Une amertume à cultiver
Intrigués par ces récentes recherches médicales concernant les bienfaits de ce miel, des journalistes voyageurs de revues gastronomiques ont voulu en savoir plus, parallèlement à son utilisation culinaire. Bien que certains pensent que cette amertume du miel pourrait être due à la présence d’une molécule appelée arbutine glycoside dans le nectar des fleurs de l’arbousier, il n’a pas encore été possible de l’affirmer complètement.

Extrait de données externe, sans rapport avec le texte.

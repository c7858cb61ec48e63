//! WebSocket connection handler
//!
//! Handles individual client connections: WebSocket handshake,
//! message parsing and validation, and bidirectional communication with
//! the ChatServer.

use futures_util::{SinkExt, StreamExt};
use tokio::net::TcpStream;
use tokio::sync::mpsc;
use tokio::task::JoinHandle;
use tokio_tungstenite::tungstenite::Message;
use tracing::{debug, error, info, warn};

use crate::error::AppError;
use crate::message::{ClientMessage, ServerMessage};
use crate::server::ServerCommand;
use crate::types::{ClientId, RoomId};

/// Per-client outbound channel capacity
const CLIENT_CHANNEL_SIZE: usize = 32;

/// Handle a new TCP connection
///
/// Performs WebSocket handshake, sets up bidirectional communication,
/// and manages the connection lifecycle.
pub async fn handle_connection(
    stream: TcpStream,
    cmd_tx: mpsc::Sender<ServerCommand>,
) -> Result<(), AppError> {
    let peer_addr = stream
        .peer_addr()
        .map(|a| a.to_string())
        .unwrap_or_else(|_| "unknown".to_string());

    debug!("New TCP connection from {}", peer_addr);

    // WebSocket handshake
    let ws_stream = tokio_tungstenite::accept_async(stream).await?;
    let (mut ws_sender, mut ws_receiver) = ws_stream.split();

    let client_id = ClientId::new();
    info!("Client {} connected from {}", client_id, peer_addr);

    // Channel for server -> client messages
    let (msg_tx, mut msg_rx) = mpsc::channel::<ServerMessage>(CLIENT_CHANNEL_SIZE);

    // Register with ChatServer
    if cmd_tx
        .send(ServerCommand::Connect {
            client_id,
            sender: msg_tx,
        })
        .await
        .is_err()
    {
        error!("Failed to register client {} - server closed", client_id);
        return Err(AppError::ChannelSend);
    }

    let connected_msg = ServerMessage::Connected {
        client_id: client_id.to_string(),
    };
    let json = serde_json::to_string(&connected_msg)?;
    ws_sender.send(Message::Text(json.into())).await?;

    let cmd_tx_read = cmd_tx.clone();

    // Read task (WebSocket -> ServerCommand)
    let read_task = tokio::spawn(async move {
        while let Some(msg_result) = ws_receiver.next().await {
            match msg_result {
                Ok(Message::Text(text)) => {
                    let cmd = parse_command(client_id, &text);
                    if cmd_tx_read.send(cmd).await.is_err() {
                        debug!("Server closed, ending read task for {}", client_id);
                        break;
                    }
                }
                Ok(Message::Close(_)) => {
                    debug!("Client {} sent close frame", client_id);
                    break;
                }
                Ok(Message::Ping(_)) => {
                    // Pong is handled automatically by tungstenite
                    debug!("Ping from {}", client_id);
                }
                Ok(_) => {
                    // Binary or other message types - ignore
                }
                Err(e) => {
                    error!("WebSocket error for {}: {}", client_id, e);
                    break;
                }
            }
        }
        debug!("Read task ended for {}", client_id);
    });

    // Write task (ServerMessage -> WebSocket)
    let write_task = tokio::spawn(async move {
        while let Some(msg) = msg_rx.recv().await {
            match serde_json::to_string(&msg) {
                Ok(json) => {
                    if ws_sender.send(Message::Text(json.into())).await.is_err() {
                        debug!("WebSocket send failed, ending write task");
                        break;
                    }
                }
                Err(e) => {
                    error!("Failed to serialize message: {}", e);
                }
            }
        }
        debug!("Write task ended for client");

        let _ = ws_sender.close().await;
    });

    wait_for_first(client_id, read_task, write_task).await;

    // Disconnect must always reach the server, whatever state the client was in
    let _ = cmd_tx.send(ServerCommand::Disconnect { client_id }).await;

    info!("Client {} disconnected", client_id);

    Ok(())
}

/// Wait for either connection task to finish, then abort the other
///
/// Once one direction is gone the connection is over: a lingering read
/// task must not keep forwarding commands after `Disconnect`.
pub async fn wait_for_first(
    client_id: ClientId,
    mut read_task: JoinHandle<()>,
    mut write_task: JoinHandle<()>,
) {
    tokio::select! {
        _ = &mut read_task => {
            debug!("Read task completed for {}", client_id);
            write_task.abort();
        }
        _ = &mut write_task => {
            debug!("Write task completed for {}", client_id);
            read_task.abort();
        }
    }
}

/// Decode and validate one text frame
///
/// Anything malformed becomes a `Reject` so the client gets an error
/// notification while the connection stays open.
pub fn parse_command(client_id: ClientId, text: &str) -> ServerCommand {
    let parsed = serde_json::from_str::<ClientMessage>(text)
        .map_err(AppError::from)
        .and_then(|msg| {
            msg.validate()?;
            Ok(msg)
        });

    match parsed {
        Ok(msg) => client_message_to_command(client_id, msg),
        Err(error) => {
            warn!("Invalid message from {}: {}", client_id, error);
            ServerCommand::Reject { client_id, error }
        }
    }
}

/// Convert a ClientMessage to a ServerCommand
fn client_message_to_command(client_id: ClientId, msg: ClientMessage) -> ServerCommand {
    match msg {
        ClientMessage::Join {
            display_name,
            interest,
        } => ServerCommand::Join {
            client_id,
            display_name,
            interest,
        },
        ClientMessage::Chat {
            room_id,
            display_name,
            body,
        } => ServerCommand::Chat {
            client_id,
            room_id: RoomId::from_string(room_id),
            display_name,
            body,
        },
        ClientMessage::LeaveRoom { room_id } => ServerCommand::LeaveRoom {
            client_id,
            room_id: RoomId::from_string(room_id),
        },
    }
}

#[cfg(test)]
mod tests {
    use std::time::Duration;

    use tokio::sync::oneshot;
    use tokio::time::timeout;

    use super::*;

    #[tokio::test]
    async fn test_wait_for_first_aborts_other_task() {
        let (alive_tx, alive_rx) = oneshot::channel::<()>();

        let finished = tokio::spawn(async {});
        let lingering = tokio::spawn(async move {
            let _alive = alive_tx;
            std::future::pending::<()>().await;
        });

        wait_for_first(ClientId::new(), finished, lingering).await;

        // The sender is dropped only when the lingering task is torn down
        let result = timeout(Duration::from_secs(2), alive_rx).await;
        assert!(matches!(result, Ok(Err(_))));
    }

    #[tokio::test]
    async fn test_wait_for_first_aborts_reader_when_writer_ends() {
        let (alive_tx, alive_rx) = oneshot::channel::<()>();

        let lingering = tokio::spawn(async move {
            let _alive = alive_tx;
            std::future::pending::<()>().await;
        });
        let finished = tokio::spawn(async {});

        wait_for_first(ClientId::new(), lingering, finished).await;

        let result = timeout(Duration::from_secs(2), alive_rx).await;
        assert!(matches!(result, Ok(Err(_))));
    }

    #[test]
    fn test_parse_join() {
        let id = ClientId::new();
        let cmd = parse_command(id, r#"{"type":"join","display_name":"Alice","interest":"music"}"#);
        match cmd {
            ServerCommand::Join {
                client_id,
                display_name,
                interest,
            } => {
                assert_eq!(client_id, id);
                assert_eq!(display_name, "Alice");
                assert_eq!(interest, "music");
            }
            other => panic!("unexpected {:?}", other),
        }
    }

    #[test]
    fn test_parse_chat_room_id() {
        let id = ClientId::new();
        let cmd = parse_command(
            id,
            r#"{"type":"chat","room_id":" a#b ","display_name":"Alice","body":"hi"}"#,
        );
        assert!(matches!(cmd, ServerCommand::Chat { room_id, .. } if room_id == RoomId("a#b".into())));
    }

    #[test]
    fn test_parse_bad_json_rejected() {
        let cmd = parse_command(ClientId::new(), "not json");
        assert!(matches!(cmd, ServerCommand::Reject { error: AppError::Json(_), .. }));
    }

    #[test]
    fn test_parse_blank_interest_rejected() {
        let cmd = parse_command(
            ClientId::new(),
            r#"{"type":"join","display_name":"Alice","interest":"  "}"#,
        );
        assert!(matches!(
            cmd,
            ServerCommand::Reject {
                error: AppError::EmptyField("interest"),
                ..
            }
        ));
    }
}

« L’Italie abrite un registre national des sommeliers du miel, formés à l’Albo nazionale degli esperti in analisi sensoriale del miele, à Bologne, peut-on lire dans un reportage publié récemment dans la section “Travel” de la BBC. Ces spécialistes ont décelé qu’au-delà de son amertume, le miel de l’arbousier présente des notes vives de vinaigre balsamique, de sève de pin, de cuir, de réglisse et de café, avec une touche finale fumée. Il est souvent ajouté au café pour rehausser les arômes amers de la boisson. De couleur ambrée profonde, il prend une teinte brun clair lors de la cristallisation et accompagne souvent le “seada”, un dessert typiquement sarde. Et, tout comme un bon vin, il s’associe parfaitement avec plusieurs plats traditionnels du pays. » Quant à l’auteure de Bitter Honey: Stories & Recipes from the Island of Sardinia, Letitia Clark, elle propose de le « marier avec un vin blanc âgé, le vernaccia, provenant d’Oristano, une région de Sardaigne. Ce vin est également un produit local fascinant ».
Cicéron, son grand ennemi
En Sardaigne, la production de miel était bien établie dès le Moyen Âge. Au XIVe siècle, Éléonore d’Arborée (1340-1404), l’une des rares juges femmes de son époque, avait imposé de lourdes amendes et, dans le pire des cas, l’amputation d’une oreille pour le vol de ruches collectrices de l’arbousier. Cette spécialité sarde était très populaire et très appréciée dans l’Antiquité, sauf par Cicéron. L’illustre homme d’État et grand orateur romain avait mentionné le miel dans sa défense d’un citoyen accusé de meurtre à Nora, en Sardaigne. « Tout ce que produit l’île de Sardaigne, hommes et choses, est mauvais ! s’écriait-il. Même le miel, abondant sur cette île, est amer ! » Cette amertume, comme celle que l’on retrouve dans la plupart des médicaments, relève sans doute de ses qualités curatives. Cicéron ignorait que le miel d’arbousier regorge de nutriments, notamment des vitamines et des minéraux. À tel point que ce produit de la ruche a été prisé de génération en génération sur cette île connue pour la longévité exceptionnelle de ses habitants, dont beaucoup dépassent les 100 ans. Le miel sarde était utilisé en médecine traditionnelle comme somnifère, sédatif contre la toux, antidiarrhéique et anti-inflammatoire. Il pourrait aussi avoir des vertus antitumorales. Aujourd’hui, la revue française Plantes et Santé voit dans le miel sarde d’arbousier « un trésor santé à protéger ». Et souligne que les investigations scientifiques ont aussi confirmé son potentiel d’utilisation dans le domaine médical pour ses propriétés antioxydantes, antiradicalaires et anticancéreuses. Pour toutes ces raisons, des scientifiques du département des sciences agricoles de l’université italienne de Sassari proposent de créer une appellation de type AOP (appellation d’origine protégée) afin que ce miel amer sarde soit reconnu et surtout qu’il conserve son identité géographique et historique.